Segment Start: Listed entries

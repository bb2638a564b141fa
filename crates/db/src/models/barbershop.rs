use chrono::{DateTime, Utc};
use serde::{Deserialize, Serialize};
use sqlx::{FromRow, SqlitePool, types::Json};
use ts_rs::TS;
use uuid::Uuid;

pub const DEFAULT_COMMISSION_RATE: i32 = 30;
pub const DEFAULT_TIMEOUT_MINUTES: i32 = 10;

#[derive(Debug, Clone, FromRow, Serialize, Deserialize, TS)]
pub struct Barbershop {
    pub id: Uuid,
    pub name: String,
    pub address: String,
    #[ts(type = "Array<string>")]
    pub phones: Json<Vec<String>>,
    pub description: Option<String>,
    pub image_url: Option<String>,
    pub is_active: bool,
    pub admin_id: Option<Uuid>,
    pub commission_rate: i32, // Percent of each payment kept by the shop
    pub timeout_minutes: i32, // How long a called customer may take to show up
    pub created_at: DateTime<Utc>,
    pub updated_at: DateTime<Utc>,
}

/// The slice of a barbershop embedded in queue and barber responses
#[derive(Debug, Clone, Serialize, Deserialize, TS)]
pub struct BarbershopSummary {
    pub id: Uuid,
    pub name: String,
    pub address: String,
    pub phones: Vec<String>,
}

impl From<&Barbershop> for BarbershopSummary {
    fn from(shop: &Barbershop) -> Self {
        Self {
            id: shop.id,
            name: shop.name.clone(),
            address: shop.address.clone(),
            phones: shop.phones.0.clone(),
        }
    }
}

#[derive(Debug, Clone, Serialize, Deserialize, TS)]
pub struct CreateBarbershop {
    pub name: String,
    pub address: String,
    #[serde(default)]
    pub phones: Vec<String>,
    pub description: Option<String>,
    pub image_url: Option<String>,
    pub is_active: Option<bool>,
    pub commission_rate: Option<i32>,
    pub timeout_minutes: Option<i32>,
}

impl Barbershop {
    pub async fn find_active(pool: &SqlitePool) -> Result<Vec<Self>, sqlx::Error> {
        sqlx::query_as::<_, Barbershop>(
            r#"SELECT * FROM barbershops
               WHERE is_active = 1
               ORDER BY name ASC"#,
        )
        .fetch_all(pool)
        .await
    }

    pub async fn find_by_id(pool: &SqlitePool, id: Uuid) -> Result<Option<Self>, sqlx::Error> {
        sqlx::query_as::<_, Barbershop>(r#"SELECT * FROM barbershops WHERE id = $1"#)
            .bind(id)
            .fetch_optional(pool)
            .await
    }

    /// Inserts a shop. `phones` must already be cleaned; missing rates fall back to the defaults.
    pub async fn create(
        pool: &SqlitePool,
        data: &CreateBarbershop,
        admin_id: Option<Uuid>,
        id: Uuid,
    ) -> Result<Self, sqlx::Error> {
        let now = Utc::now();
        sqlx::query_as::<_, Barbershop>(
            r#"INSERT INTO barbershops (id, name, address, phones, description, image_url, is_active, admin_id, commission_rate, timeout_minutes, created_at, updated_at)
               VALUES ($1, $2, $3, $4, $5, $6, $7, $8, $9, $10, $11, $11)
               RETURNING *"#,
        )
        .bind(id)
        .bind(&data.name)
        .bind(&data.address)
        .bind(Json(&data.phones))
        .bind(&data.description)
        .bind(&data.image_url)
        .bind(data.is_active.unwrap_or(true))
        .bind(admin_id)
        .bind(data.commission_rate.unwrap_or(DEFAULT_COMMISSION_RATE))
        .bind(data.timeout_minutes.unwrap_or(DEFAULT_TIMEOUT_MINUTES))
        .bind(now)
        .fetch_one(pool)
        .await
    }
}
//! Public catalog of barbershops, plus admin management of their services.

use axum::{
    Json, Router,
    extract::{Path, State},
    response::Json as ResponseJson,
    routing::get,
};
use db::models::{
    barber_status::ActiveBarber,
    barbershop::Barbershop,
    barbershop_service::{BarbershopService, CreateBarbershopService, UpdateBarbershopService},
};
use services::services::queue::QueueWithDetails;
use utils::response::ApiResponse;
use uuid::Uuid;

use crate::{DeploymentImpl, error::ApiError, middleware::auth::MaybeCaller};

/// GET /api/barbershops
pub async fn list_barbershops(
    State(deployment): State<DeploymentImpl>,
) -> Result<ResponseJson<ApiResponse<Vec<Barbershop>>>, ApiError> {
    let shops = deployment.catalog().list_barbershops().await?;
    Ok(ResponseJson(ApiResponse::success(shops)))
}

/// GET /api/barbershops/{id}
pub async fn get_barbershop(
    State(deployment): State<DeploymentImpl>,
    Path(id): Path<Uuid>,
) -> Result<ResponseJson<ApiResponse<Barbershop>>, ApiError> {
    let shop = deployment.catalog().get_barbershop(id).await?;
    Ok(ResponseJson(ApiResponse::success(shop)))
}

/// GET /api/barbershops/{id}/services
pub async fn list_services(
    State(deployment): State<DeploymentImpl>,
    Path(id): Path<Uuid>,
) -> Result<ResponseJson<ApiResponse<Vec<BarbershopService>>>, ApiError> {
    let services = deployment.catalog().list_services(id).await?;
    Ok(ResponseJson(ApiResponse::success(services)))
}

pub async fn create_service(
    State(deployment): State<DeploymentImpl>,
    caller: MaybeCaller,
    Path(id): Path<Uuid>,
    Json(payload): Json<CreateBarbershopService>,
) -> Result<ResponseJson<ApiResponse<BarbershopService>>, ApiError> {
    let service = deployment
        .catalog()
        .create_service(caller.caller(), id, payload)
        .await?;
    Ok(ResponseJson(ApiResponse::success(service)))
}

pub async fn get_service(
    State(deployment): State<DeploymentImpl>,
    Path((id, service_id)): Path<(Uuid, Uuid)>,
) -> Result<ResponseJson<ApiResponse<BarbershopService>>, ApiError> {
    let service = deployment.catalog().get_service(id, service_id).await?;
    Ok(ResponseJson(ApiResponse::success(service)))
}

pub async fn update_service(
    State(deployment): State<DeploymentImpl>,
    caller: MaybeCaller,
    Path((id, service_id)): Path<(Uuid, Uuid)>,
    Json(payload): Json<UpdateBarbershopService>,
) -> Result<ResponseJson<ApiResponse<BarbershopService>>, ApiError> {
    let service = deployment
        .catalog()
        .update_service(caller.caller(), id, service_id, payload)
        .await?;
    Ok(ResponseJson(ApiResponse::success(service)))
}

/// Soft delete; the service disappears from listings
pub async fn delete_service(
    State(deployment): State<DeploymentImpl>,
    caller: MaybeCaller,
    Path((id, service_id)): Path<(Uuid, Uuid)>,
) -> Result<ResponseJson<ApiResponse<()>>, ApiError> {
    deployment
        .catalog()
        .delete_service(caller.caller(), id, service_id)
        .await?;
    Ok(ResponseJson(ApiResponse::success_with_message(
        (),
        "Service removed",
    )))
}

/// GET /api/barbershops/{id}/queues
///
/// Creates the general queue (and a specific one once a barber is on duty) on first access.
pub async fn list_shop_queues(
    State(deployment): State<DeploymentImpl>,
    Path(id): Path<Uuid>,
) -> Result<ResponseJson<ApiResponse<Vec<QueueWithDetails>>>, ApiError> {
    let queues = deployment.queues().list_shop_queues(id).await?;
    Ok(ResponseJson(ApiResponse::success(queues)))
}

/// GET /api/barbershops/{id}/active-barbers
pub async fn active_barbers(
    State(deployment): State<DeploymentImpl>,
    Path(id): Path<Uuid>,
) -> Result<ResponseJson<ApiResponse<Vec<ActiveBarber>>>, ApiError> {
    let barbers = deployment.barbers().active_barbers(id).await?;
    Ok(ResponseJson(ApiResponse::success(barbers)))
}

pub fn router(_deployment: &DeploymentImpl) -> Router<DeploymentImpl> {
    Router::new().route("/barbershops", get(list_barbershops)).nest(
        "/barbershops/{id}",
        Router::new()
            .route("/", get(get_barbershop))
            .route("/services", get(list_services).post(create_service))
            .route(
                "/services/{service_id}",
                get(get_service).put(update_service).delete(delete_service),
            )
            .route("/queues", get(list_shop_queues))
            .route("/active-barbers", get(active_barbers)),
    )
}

Segment End: Listed entries

[The problem]
Copy every line of the records above that holds the word "Result".

[Answer box]
    pub async fn find_active(pool: &SqlitePool) -> Result<Vec<Self>, sqlx::Error> {
    pub async fn find_by_id(pool: &SqlitePool, id: Uuid) -> Result<Option<Self>, sqlx::Error> {
    ) -> Result<Self, sqlx::Error> {
) -> Result<ResponseJson<ApiResponse<Vec<Barbershop>>>, ApiError> {
) -> Result<ResponseJson<ApiResponse<Barbershop>>, ApiError> {
) -> Result<ResponseJson<ApiResponse<Vec<BarbershopService>>>, ApiError> {
) -> Result<ResponseJson<ApiResponse<BarbershopService>>, ApiError> {
) -> Result<ResponseJson<ApiResponse<BarbershopService>>, ApiError> {
) -> Result<ResponseJson<ApiResponse<BarbershopService>>, ApiError> {
) -> Result<ResponseJson<ApiResponse<()>>, ApiError> {
) -> Result<ResponseJson<ApiResponse<Vec<QueueWithDetails>>>, ApiError> {
) -> Result<ResponseJson<ApiResponse<Vec<ActiveBarber>>>, ApiError> {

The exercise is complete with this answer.